His church's physical transformation has been accompanied by a philosophical change. "We are not here to dictate our faith," says Henry, a past president of the Southern Baptist Convention. [...]
It's been a revealing journey, from a small Mississippi congregation to an Orlando megachurch that is not only bigger, but more diverse than seemed imaginable. In the process, Henry, who's now retired as pastor, has become an authority on megachurch growth management. His book Dangerous Intersections shows churches how to cope with their growth. As Henry explains it, one of the trickiest things about getting people to worship is getting them in and out of the parking lots. At First Baptist, sermons are coordinated with the time required to get one congregation into their cars and back on the freeways. A system of color-coded signals keeps preachers from talking too long, creating traffic jams on the access ramps and chaos in the parking lots.
"You begin with faith," Henry says, and in his case at least, you end up as an expert in traffic management.
I may be old-fashioned and horribly flawed in thinking less of cookie-cutter "packaged" faith, but the thinking that church better not last more than a certain number of minutes or people will start leaving or fidgeting while thinking about traffic jams, just seems to fly in the face of how I believe/think.
Sure, with a church that hold a service of thousands of people as opposed to a few hundred must be thinking about parking and traffic patterns at some point in their growth. But I cannot see myself in the church where the pastor has to cut himself off mid-sermon, or severely modify what he has planned, and dismiss everyone, because the red flag signal says so. I just can't get my head around this. Big may not be bad, but this doesn't strike me as all that good either.
Other faiths do not necessarily have convictions around silence and waiting, and being completely open to the Spirit moving in unpredicted ways. This format of a mega-church seems particularly positioned in opposition to this. Perhaps there are other, more open worship and prayer time in small groups in this church. I just don't know. What I do know is that I really like way our worship gatherings work. The way they are both a comfort to be worshiping together, but also offering challenges at the same time. Making us uncomfortable at times. And that adherence to a time slot is not of the essence. To me, this article makes this church seem cold and mechanical.

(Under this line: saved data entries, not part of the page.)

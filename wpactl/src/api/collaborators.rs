//! Seams for the system facilities the client works alongside.
//!
//! [`ScanSource`] abstracts "something that can list nearby access points"
//! and is implemented by [`WpaClient`](crate::WpaClient). [`InterfaceControl`]
//! brings a network interface administratively up or down; [`IpLink`] does
//! so through the `ip` tool.

use async_trait::async_trait;
use log::{debug, warn};
use std::path::PathBuf;
use std::process::Stdio;
use tokio::process::Command;

use crate::Result;
use crate::api::models::{AccessPoint, WpaError};

/// Anything that can produce a list of visible access points.
#[async_trait]
pub trait ScanSource {
    async fn scan(&self) -> Result<Vec<AccessPoint>>;
}

/// Administrative link state control.
#[async_trait]
pub trait InterfaceControl {
    async fn set_up(&self, interface: &str) -> Result<()>;

    async fn set_down(&self, interface: &str) -> Result<()>;
}

/// [`InterfaceControl`] backed by `ip link set dev <iface> up|down`.
///
/// Usually requires `CAP_NET_ADMIN`.
#[derive(Debug, Clone)]
pub struct IpLink {
    program: PathBuf,
}

impl Default for IpLink {
    fn default() -> Self {
        Self {
            program: PathBuf::from("ip"),
        }
    }
}

impl IpLink {
    pub fn new() -> Self {
        Self::default()
    }

    /// Uses a different `ip` binary.
    #[must_use]
    pub fn with_program(mut self, program: impl Into<PathBuf>) -> Self {
        self.program = program.into();
        self
    }

    async fn set_state(&self, interface: &str, state: &str) -> Result<()> {
        let program = self.program.display().to_string();
        debug!("{program} link set dev {interface} {state}");

        let status = Command::new(&self.program)
            .args(["link", "set", "dev", interface, state])
            .stdin(Stdio::null())
            .stdout(Stdio::null())
            .stderr(Stdio::null())
            .status()
            .await
            .map_err(|source| WpaError::SpawnFailed {
                program: program.clone(),
                source,
            })?;

        if status.success() {
            Ok(())
        } else {
            warn!("Setting {interface} {state} failed: {status}");
            Err(WpaError::ExternalCommand {
                program,
                status: status.to_string(),
            })
        }
    }
}

#[async_trait]
impl InterfaceControl for IpLink {
    async fn set_up(&self, interface: &str) -> Result<()> {
        self.set_state(interface, "up").await
    }

    async fn set_down(&self, interface: &str) -> Result<()> {
        self.set_state(interface, "down").await
    }
}

#[cfg(test)]
mod tests {
    use super::*;

    #[tokio::test]
    async fn missing_ip_tool_is_spawn_failure() {
        let link = IpLink::new().with_program("/nonexistent/ip");
        let err = link.set_up("wlan0").await.unwrap_err();
        assert!(matches!(err, WpaError::SpawnFailed { program, .. } if program == "/nonexistent/ip"));
    }

    #[tokio::test]
    async fn failing_tool_reports_exit_status() {
        let link = IpLink::new().with_program("false");
        let err = link.set_down("wlan0").await.unwrap_err();
        assert!(matches!(err, WpaError::ExternalCommand { program, .. } if program == "false"));
    }
}
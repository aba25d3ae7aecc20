use anyhow::{Context, Result};
use fs2::FileExt;
use std::fs::{self, File};
use std::path::PathBuf;

/// Path of the lock file guarding `interface`.
pub fn lock_path(interface: &str) -> PathBuf {
    let mut path = dirs::data_local_dir().unwrap_or(std::env::temp_dir());
    path.push("wpactl");
    path.push(format!("{interface}.lock"));
    path
}

/// Takes the exclusive lock for `interface`.
///
/// Only one front end may drive an interface's control channel at a time;
/// the lock is released when the returned file is dropped.
pub fn acquire_interface_lock(interface: &str) -> Result<File> {
    let lock_path = lock_path(interface);
    if let Some(dir) = lock_path.parent() {
        fs::create_dir_all(dir)
            .with_context(|| format!("Failed to create lock directory {}", dir.display()))?;
    }

    let file = File::create(&lock_path)
        .with_context(|| format!("Failed to create lock file {}", lock_path.display()))?;

    // Exclusive lock; fails if another instance holds it
    file.try_lock_exclusive()
        .with_context(|| format!("Another wpactl instance is already driving {interface}"))?;

    Ok(file)
}
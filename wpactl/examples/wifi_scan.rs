use wpactl::{Result, ScanSource, WpaClient, bars_from_strength};

#[tokio::main]
async fn main() -> Result<()> {
    let interface = std::env::args().nth(1).unwrap_or_else(|| "wlan0".into());
    let client = WpaClient::open(&interface).await?;

    println!("Scanning on {interface}...");
    let access_points = ScanSource::scan(&client).await?;

    for ap in &access_points {
        let ssid = if ap.ssid.is_empty() { "<hidden>" } else { &ap.ssid };
        println!(
            "{} {:<32} {:>4} MHz  {:<7}  {}",
            bars_from_strength(ap.strength()),
            ssid,
            ap.frequency,
            ap.security().to_string(),
            ap.bssid
        );
    }

    client.close().await;
    Ok(())
}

The other sentence in that quote which strikes me is "a community that craves a sense of connectedness." (Italics mine.) Does the community want actual connetedness or just a sense of it? On the surface? Is there anything behind it?
If you read the entire article online, it seems that this area around Orlando are especially superficial by design. And the megachurches are patterned after that design. It really does not seem a place where I would find meaningful worship experiences. Am I too close-minded?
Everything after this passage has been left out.